Hog Harvest Sale & Piglets

Last week we prepared the brooder for the arrival of our first batch of chicks for the season. The arrival of the first batch of baby chicks is always a sign of early spring.  The organizational test of finding all the stowed parts, equipment and miscellaneous things we need to make it all run smoothly are all a part of that feeling of the beginning of spring. 

This week, like every week for the next 17 weeks, we welcomed another batch of chicks. We also welcomed a new batch of piglets! Lewis and Lovett have embraced with pride their role as “piglet friends.” If you’ve followed any of our pig adventures, or watched my pig chore video you can see that not only are the pigs social, they also enjoy our company, and some of them want a good scratch. This is an important management tool that makes the pigs easy to handle so they will follow you to the next pasture, or perhaps home from the neighbor’s yard…and it all starts with spending time with them as piglets.
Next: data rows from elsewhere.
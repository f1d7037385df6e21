//! Bin identity
//!
//! One accumulation bin covers one combination of light-curve model,
//! parameter ranges, and noise level; its identity names the output row
//! and the auxiliary distribution files. Both forms derive
//! deterministically from the same fields, so reruns of the same
//! configuration land in the same files.

use std::fmt;

/// Identity of one accumulation bin
#[derive(Debug, Clone, PartialEq)]
pub struct BinIdentity {
    model: String,
    params: Vec<(String, (f64, f64))>,
    noise: String,
}

impl BinIdentity {
    pub fn new(
        model: impl Into<String>,
        params: Vec<(String, (f64, f64))>,
        noise: impl Into<String>,
    ) -> Self {
        Self {
            model: model.into(),
            params,
            noise: noise.into(),
        }
    }

    /// Human-readable bin label (the first column of the summary row)
    pub fn label(&self) -> &str {
        &self.model
    }

    pub fn noise(&self) -> &str {
        &self.noise
    }

    /// Parameter names in declaration order, for header rows
    pub fn param_names(&self) -> Vec<&str> {
        self.params.iter().map(|(name, _)| name.as_str()).collect()
    }

    /// One formatted `lo-hi` range field per parameter
    pub fn param_fields(&self) -> Vec<String> {
        self.params
            .iter()
            .map(|(_, (lo, hi))| format!("{lo}-{hi}"))
            .collect()
    }

    /// Filesystem-safe stem: lowercase alphanumerics and underscores
    pub fn file_stem(&self) -> String {
        let mut raw = self.model.clone();
        for (name, (lo, hi)) in &self.params {
            raw.push_str(&format!("_{name}_{lo}-{hi}"));
        }
        raw.push_str(&format!("_n{}", self.noise));

        let mut stem = String::with_capacity(raw.len());
        let mut last_underscore = false;
        for ch in raw.chars() {
            let mapped = if ch.is_ascii_alphanumeric() {
                last_underscore = false;
                ch.to_ascii_lowercase()
            } else if last_underscore {
                continue;
            } else {
                last_underscore = true;
                '_'
            };
            stem.push(mapped);
        }
        stem.trim_matches('_').to_string()
    }
}

impl fmt::Display for BinIdentity {
    fn fmt(&self, f: &mut fmt::Formatter<'_>) -> fmt::Result {
        write!(f, "{}", self.model)?;
        for (name, (lo, hi)) in &self.params {
            write!(f, " {name}=[{lo}, {hi}]")?;
        }
        write!(f, " noise={}", self.noise)
    }
}
// ABOUTME: Broker-wide configuration loaded once from the environment at startup
// ABOUTME: follows the teacher's env::var(...).ok().and_then(...).unwrap_or(default) idiom

use std::time::Duration;

/// Resolved configuration for the whole broker. Loaded once by
/// `broker-server`'s `main` and handed by reference/clone to every
/// component that needs it.
#[derive(Debug, Clone)]
pub struct BrokerConfig {
    /// Host-side directory for published files.
    pub results_root: String,
    /// Container image tag cloned for each new sandbox.
    pub base_image: String,
    /// Sandbox idle time before the Reaper tears it down.
    pub inactivity_threshold: Duration,
    /// Published file lifetime before the Reaper prunes it.
    pub file_ttl: Duration,
    /// Reaper tick period.
    pub reaper_interval: Duration,
    /// Wall-clock deadline for a single Container Driver exec.
    pub exec_timeout: Duration,
    /// Address the HTTP server binds to.
    pub listen_addr: String,
    /// Path to the Registry/Identity durable SQLite database.
    pub persist_path: String,
    /// HMAC key used to sign session tokens. Auto-generated at startup if unset.
    pub session_signing_key: String,
    /// Allowed CORS origin for the HTTP API.
    pub cors_origin: String,
}

impl BrokerConfig {
    pub fn from_env() -> Self {
        Self {
            results_root: env_string("BROKER_RESULTS_ROOT", "./results"),
            base_image: env_string("BROKER_BASE_IMAGE", "python:3.11-slim"),
            inactivity_threshold: Duration::from_secs(env_u64(
                "BROKER_INACTIVITY_THRESHOLD_SECS",
                3600,
            )),
            file_ttl: Duration::from_secs(env_u64("BROKER_FILE_TTL_SECS", 3600)),
            reaper_interval: Duration::from_secs(env_u64("BROKER_REAPER_INTERVAL_SECS", 300)),
            exec_timeout: Duration::from_secs(env_u64("BROKER_EXEC_TIMEOUT_SECS", 30)),
            listen_addr: env_string("BROKER_LISTEN_ADDR", "0.0.0.0:8000"),
            persist_path: env_string("BROKER_PERSIST_PATH", "./broker.db"),
            session_signing_key: std::env::var("BROKER_SESSION_SIGNING_KEY")
                .ok()
                .filter(|v| !v.is_empty())
                .unwrap_or_else(generate_signing_key),
            cors_origin: env_string("BROKER_CORS_ORIGIN", "*"),
        }
    }

    /// A copy of this config safe to print in logs: the signing key is
    /// redacted.
    pub fn redacted(&self) -> BrokerConfig {
        let mut copy = self.clone();
        copy.session_signing_key = "<redacted>".to_string();
        copy
    }
}

fn env_string(key: &str, default: &str) -> String {
    std::env::var(key)
        .ok()
        .filter(|v| !v.is_empty())
        .unwrap_or_else(|| default.to_string())
}

fn env_u64(key: &str, default: u64) -> u64 {
    std::env::var(key)
        .ok()
        .and_then(|v| v.parse::<u64>().ok())
        .filter(|v| *v > 0)
        .unwrap_or(default)
}

fn generate_signing_key() -> String {
    use rand::RngCore;
    let mut bytes = [0u8; 32];
    rand::thread_rng().fill_bytes(&mut bytes);
    bytes.iter().map(|b| format!("{:02x}", b)).collect()
}

#[cfg(test)]
mod tests {
    use super::*;
    use std::sync::Mutex;

    static ENV_LOCK: Mutex<()> = Mutex::new(());

    #[test]
    fn defaults_match_spec() {
        let _guard = ENV_LOCK.lock().unwrap();
        for key in [
            "BROKER_RESULTS_ROOT",
            "BROKER_INACTIVITY_THRESHOLD_SECS",
            "BROKER_FILE_TTL_SECS",
            "BROKER_REAPER_INTERVAL_SECS",
            "BROKER_EXEC_TIMEOUT_SECS",
            "BROKER_LISTEN_ADDR",
        ] {
            std::env::remove_var(key);
        }
        let config = BrokerConfig::from_env();
        assert_eq!(config.results_root, "./results");
        assert_eq!(config.inactivity_threshold, Duration::from_secs(3600));
        assert_eq!(config.file_ttl, Duration::from_secs(3600));
        assert_eq!(config.reaper_interval, Duration::from_secs(300));
        assert_eq!(config.exec_timeout, Duration::from_secs(30));
        assert_eq!(config.listen_addr, "0.0.0.0:8000");
    }

    #[test]
    fn zero_duration_env_vars_fall_back_to_default() {
        let _guard = ENV_LOCK.lock().unwrap();
        std::env::set_var("BROKER_EXEC_TIMEOUT_SECS", "0");
        let config = BrokerConfig::from_env();
        assert_eq!(config.exec_timeout, Duration::from_secs(30));
        std::env::remove_var("BROKER_EXEC_TIMEOUT_SECS");
    }

    #[test]
    fn redacted_hides_signing_key() {
        let mut config = BrokerConfig::from_env();
        config.session_signing_key = "super-secret".to_string();
        let redacted = config.redacted();
        assert_eq!(redacted.session_signing_key, "<redacted>");
    }

    #[test]
    fn signing_key_is_generated_when_unset() {
        let _guard = ENV_LOCK.lock().unwrap();
        std::env::remove_var("BROKER_SESSION_SIGNING_KEY");
        let config = BrokerConfig::from_env();
        assert_eq!(config.session_signing_key.len(), 64);
    }
}
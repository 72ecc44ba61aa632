// ABOUTME: Sandbox Registry — persistent mapping of sandbox id -> owning user -> container id
// ABOUTME: sqlx raw query/query_as over SQLite, following packages/sandbox's storage idiom

use broker_core::Sandbox;
use broker_driver::ContainerDriver;
use chrono::Utc;
use sqlx::{Row, SqlitePool};
use std::collections::HashMap;
use std::sync::Arc;
use tracing::{info, warn};
use uuid::Uuid;

use crate::error::{RegistryError, Result};

pub struct SandboxRegistry {
    pool: SqlitePool,
    driver: Arc<dyn ContainerDriver>,
}

impl SandboxRegistry {
    pub fn new(pool: SqlitePool, driver: Arc<dyn ContainerDriver>) -> Self {
        Self { pool, driver }
    }

    pub async fn init_schema(&self) -> Result<()> {
        sqlx::query(
            r#"
            CREATE TABLE IF NOT EXISTS sandboxes (
                id TEXT PRIMARY KEY,
                user_id TEXT NOT NULL,
                name TEXT NOT NULL,
                container_id TEXT NOT NULL,
                created_at TEXT NOT NULL,
                last_used_at TEXT NOT NULL
            )
            "#,
        )
        .execute(&self.pool)
        .await?;
        sqlx::query("CREATE INDEX IF NOT EXISTS idx_sandboxes_user_id ON sandboxes (user_id)")
            .execute(&self.pool)
            .await?;
        Ok(())
    }

    /// Mints a sandbox id, asks the Container Driver to create+start its
    /// container, and persists the pair atomically. If persistence fails
    /// after the container was created, the container is removed before
    /// returning the error — never leaves an orphaned container behind.
    pub async fn create(&self, user_id: &str, name: Option<String>) -> Result<Sandbox> {
        let id = format!("sbx_{}", Uuid::new_v4().simple());
        let name = name.unwrap_or_else(|| id.clone());

        let mut labels = HashMap::new();
        labels.insert("broker.sandbox_id".to_string(), id.clone());
        labels.insert("broker.user_id".to_string(), user_id.to_string());

        let container_id = self.driver.create_and_start(labels).await?;

        let now = Utc::now();
        let sandbox = Sandbox {
            id: id.clone(),
            user_id: user_id.to_string(),
            name,
            container_id: container_id.clone(),
            created_at: now,
            last_used_at: now,
        };

        if let Err(err) = self.insert(&sandbox).await {
            warn!(
                sandbox_id = %id,
                container_id = %container_id,
                error = %err,
                "persisting sandbox failed after container creation, rolling back container"
            );
            if let Err(cleanup_err) = self.driver.remove(&container_id, true).await {
                warn!(
                    container_id = %container_id,
                    error = %cleanup_err,
                    "failed to roll back orphaned container"
                );
            }
            return Err(err);
        }

        info!(sandbox_id = %id, container_id = %container_id, "sandbox created");
        Ok(sandbox)
    }

    async fn insert(&self, sandbox: &Sandbox) -> Result<()> {
        sqlx::query(
            r#"
            INSERT INTO sandboxes (id, user_id, name, container_id, created_at, last_used_at)
            VALUES (?1, ?2, ?3, ?4, ?5, ?6)
            "#,
        )
        .bind(&sandbox.id)
        .bind(&sandbox.user_id)
        .bind(&sandbox.name)
        .bind(&sandbox.container_id)
        .bind(sandbox.created_at.to_rfc3339())
        .bind(sandbox.last_used_at.to_rfc3339())
        .execute(&self.pool)
        .await?;
        Ok(())
    }

    pub async fn list_by_user(&self, user_id: &str) -> Result<Vec<Sandbox>> {
        let rows = sqlx::query("SELECT * FROM sandboxes WHERE user_id = ?1 ORDER BY created_at")
            .bind(user_id)
            .fetch_all(&self.pool)
            .await?;
        rows.iter().map(row_to_sandbox).collect()
    }

    pub async fn get(&self, id: &str) -> Result<Sandbox> {
        let row = sqlx::query("SELECT * FROM sandboxes WHERE id = ?1")
            .bind(id)
            .fetch_optional(&self.pool)
            .await?
            .ok_or_else(|| RegistryError::NotFound(id.to_string()))?;
        row_to_sandbox(&row)
    }

    pub async fn delete(&self, id: &str) -> Result<()> {
        sqlx::query("DELETE FROM sandboxes WHERE id = ?1")
            .bind(id)
            .execute(&self.pool)
            .await?;
        Ok(())
    }

    pub async fn touch(&self, id: &str) -> Result<()> {
        sqlx::query("UPDATE sandboxes SET last_used_at = ?1 WHERE id = ?2")
            .bind(Utc::now().to_rfc3339())
            .bind(id)
            .execute(&self.pool)
            .await?;
        Ok(())
    }

    /// Snapshot of every sandbox row, used by the Reaper at tick time.
    pub async fn list_all(&self) -> Result<Vec<Sandbox>> {
        let rows = sqlx::query("SELECT * FROM sandboxes")
            .fetch_all(&self.pool)
            .await?;
        rows.iter().map(row_to_sandbox).collect()
    }
}

fn row_to_sandbox(row: &sqlx::sqlite::SqliteRow) -> Result<Sandbox> {
    let created_at_str: String = row.try_get("created_at")?;
    let last_used_at_str: String = row.try_get("last_used_at")?;
    Ok(Sandbox {
        id: row.try_get("id")?,
        user_id: row.try_get("user_id")?,
        name: row.try_get("name")?,
        container_id: row.try_get("container_id")?,
        created_at: parse_rfc3339(&created_at_str)?,
        last_used_at: parse_rfc3339(&last_used_at_str)?,
    })
}

fn parse_rfc3339(s: &str) -> Result<chrono::DateTime<Utc>> {
    chrono::DateTime::parse_from_rfc3339(s)
        .map(|dt| dt.with_timezone(&Utc))
        .map_err(|e| RegistryError::Database(sqlx::Error::Decode(Box::new(e))))
}

#[cfg(test)]
mod tests {
    use super::*;
    use broker_driver::mock::MockDriver;

    async fn setup() -> SandboxRegistry {
        let pool = SqlitePool::connect(":memory:").await.unwrap();
        let driver: Arc<dyn ContainerDriver> = Arc::new(MockDriver::new());
        let registry = SandboxRegistry::new(pool, driver);
        registry.init_schema().await.unwrap();
        registry
    }

    #[tokio::test]
    async fn create_then_get_roundtrips() {
        let registry = setup().await;
        let sandbox = registry.create("usr_1", Some("my-box".to_string())).await.unwrap();
        let fetched = registry.get(&sandbox.id).await.unwrap();
        assert_eq!(fetched.id, sandbox.id);
        assert_eq!(fetched.user_id, "usr_1");
        assert_eq!(fetched.name, "my-box");
    }

    #[tokio::test]
    async fn list_by_user_only_returns_owned_sandboxes() {
        let registry = setup().await;
        registry.create("usr_1", None).await.unwrap();
        registry.create("usr_2", None).await.unwrap();
        let alice_sandboxes = registry.list_by_user("usr_1").await.unwrap();
        assert_eq!(alice_sandboxes.len(), 1);
        assert_eq!(alice_sandboxes[0].user_id, "usr_1");
    }

    #[tokio::test]
    async fn get_missing_sandbox_returns_not_found() {
        let registry = setup().await;
        let err = registry.get("sbx_does_not_exist").await.unwrap_err();
        assert!(matches!(err, RegistryError::NotFound(_)));
    }

    #[tokio::test]
    async fn delete_removes_row() {
        let registry = setup().await;
        let sandbox = registry.create("usr_1", None).await.unwrap();
        registry.delete(&sandbox.id).await.unwrap();
        assert!(registry.get(&sandbox.id).await.is_err());
    }

    #[tokio::test]
    async fn touch_updates_last_used_at() {
        let registry = setup().await;
        let sandbox = registry.create("usr_1", None).await.unwrap();
        let original = sandbox.last_used_at;
        tokio::time::sleep(std::time::Duration::from_millis(10)).await;
        registry.touch(&sandbox.id).await.unwrap();
        let touched = registry.get(&sandbox.id).await.unwrap();
        assert!(touched.last_used_at >= original);
    }

    #[tokio::test]
    async fn no_two_sandboxes_share_a_container_id() {
        let registry = setup().await;
        let a = registry.create("usr_1", None).await.unwrap();
        let b = registry.create("usr_1", None).await.unwrap();
        assert_ne!(a.container_id, b.container_id);
    }
}
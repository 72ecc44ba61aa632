// ABOUTME: Reusable Server-Sent Events infrastructure: connection tracking and stream helpers
// ABOUTME: adapted from packages/api/src/sse.rs for the broker's single `/sse` MCP channel

use axum::response::sse::{Event, KeepAlive, Sse};
use futures::stream::Stream;
use std::collections::HashMap;
use std::convert::Infallible;
use std::net::IpAddr;
use std::sync::{Arc, Mutex};
use tracing::{info, warn};

const DEFAULT_MAX_SSE_CONNECTIONS_PER_IP: usize = 3;

#[derive(Debug)]
pub struct SseConnectionLimitExceeded;

#[derive(Clone)]
pub struct SseConnectionTracker {
    connections: Arc<Mutex<HashMap<IpAddr, usize>>>,
    max_connections_per_ip: usize,
}

impl Default for SseConnectionTracker {
    fn default() -> Self {
        Self::new()
    }
}

impl SseConnectionTracker {
    pub fn new() -> Self {
        let max_connections_per_ip = std::env::var("BROKER_SSE_MAX_CONNECTIONS_PER_IP")
            .ok()
            .and_then(|v| v.parse::<usize>().ok())
            .filter(|&v| v > 0 && v <= 100)
            .unwrap_or(DEFAULT_MAX_SSE_CONNECTIONS_PER_IP);

        Self {
            connections: Arc::new(Mutex::new(HashMap::new())),
            max_connections_per_ip,
        }
    }

    pub fn try_acquire(
        &self,
        ip: IpAddr,
    ) -> Result<SseConnectionGuard, SseConnectionLimitExceeded> {
        let mut connections = self.connections.lock().unwrap_or_else(|poisoned| {
            warn!(audit = true, "SSE connection tracker mutex poisoned, recovering");
            poisoned.into_inner()
        });
        let count = connections.entry(ip).or_insert(0);

        if *count >= self.max_connections_per_ip {
            warn!(
                ip = %ip,
                current = %count,
                max = self.max_connections_per_ip,
                audit = true,
                "SSE connection limit exceeded"
            );
            return Err(SseConnectionLimitExceeded);
        }

        *count += 1;
        info!(ip = %ip, count = %count, max = self.max_connections_per_ip, "SSE connection acquired");

        Ok(SseConnectionGuard {
            ip,
            tracker: self.clone(),
        })
    }

    fn release(&self, ip: IpAddr) {
        let mut connections = self.connections.lock().unwrap_or_else(|poisoned| {
            warn!(audit = true, "SSE connection tracker mutex poisoned, recovering");
            poisoned.into_inner()
        });
        if let Some(count) = connections.get_mut(&ip) {
            *count = count.saturating_sub(1);
            info!(ip = %ip, remaining = %count, "SSE connection released");
            if *count == 0 {
                connections.remove(&ip);
            }
        }
    }
}

pub struct SseConnectionGuard {
    ip: IpAddr,
    tracker: SseConnectionTracker,
}

impl Drop for SseConnectionGuard {
    fn drop(&mut self) {
        self.tracker.release(self.ip);
    }
}

/// Wrapper that guarantees both the connection guard and an arbitrary
/// on-disconnect hook run when the stream is dropped, even if the client
/// disconnects mid-stream without a clean close.
pub struct GuardedSseStream<S> {
    stream: std::pin::Pin<Box<S>>,
    _guard: SseConnectionGuard,
    on_drop: Option<Box<dyn FnOnce() + Send>>,
}

impl<S> GuardedSseStream<S> {
    pub fn new(stream: S, guard: SseConnectionGuard, on_drop: impl FnOnce() + Send + 'static) -> Self {
        Self {
            stream: Box::pin(stream),
            _guard: guard,
            on_drop: Some(Box::new(on_drop)),
        }
    }
}

impl<S> Drop for GuardedSseStream<S> {
    fn drop(&mut self) {
        if let Some(hook) = self.on_drop.take() {
            hook();
        }
    }
}

impl<S, T, E> Stream for GuardedSseStream<S>
where
    S: Stream<Item = Result<T, E>>,
{
    type Item = Result<T, E>;

    fn poll_next(
        mut self: std::pin::Pin<&mut Self>,
        cx: &mut std::task::Context<'_>,
    ) -> std::task::Poll<Option<Self::Item>> {
        self.stream.as_mut().poll_next(cx)
    }
}

pub fn create_sse_response<S>(stream: S) -> Sse<impl Stream<Item = Result<Event, Infallible>>>
where
    S: Stream<Item = Result<Event, Infallible>> + Send + 'static,
{
    Sse::new(stream).keep_alive(
        KeepAlive::new()
            .interval(std::time::Duration::from_secs(15))
            .text("keep-alive"),
    )
}

pub fn create_sse_event<T: serde::Serialize>(
    event_type: &str,
    data: &T,
) -> Result<Event, serde_json::Error> {
    let json_data = serde_json::to_string(data)?;
    Ok(Event::default().event(event_type).data(json_data))
}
We met Tim on Thursday afternoon in between rain showers. Evan has been generously and cheerfully helping me prepare for their arrival, which has been a huge help. We decided to bring in one of our small chicken coops, which will not shelter its first batch of chickens until the last week of March. So we thought, why not let the piglets move in?

Lovett and her friend Ayana helped me prepare for the piglets by making sure they could properly nest in the hay. The girls took turns burrowing into the hay, and then trying to find one another. The bedding was deemed just right for the piggies, and we eagerly awaited their arrival.

Tim was grateful we had positioned the “pig coop” as close to the road as we could, since a heavy snowstorm and a few days of rain has our pastures feeling more like bogs than fields. Even on the “dry” end of the field by the gate to the road, there was still some good slipping and sliding in the mud to position the back of the pickup truck up to the door of the coop. 

Since the bed of the truck is above waist height, Tim and I used some of our “pig boards” to make a chute and ramp out of the back of the truck. It was not so enticing that the piglets willfully slid down the slide, but with Tim’s expert piglet catching we gently slid each piglet into their new home where they immediately started rooting and chomping on the hay.

With Susu watching eagerly from under the tailgate of the truck, and Lovett and Ayana peeking in from the sides, we unloaded the piglets in just a few minutes. As Tim and I chatted about pig breeding, weather and family, Ayana and Lovett diligently started their work. They calmly sat with their backs against the hay bale reaching toes and hands out to any “brave” piglets. 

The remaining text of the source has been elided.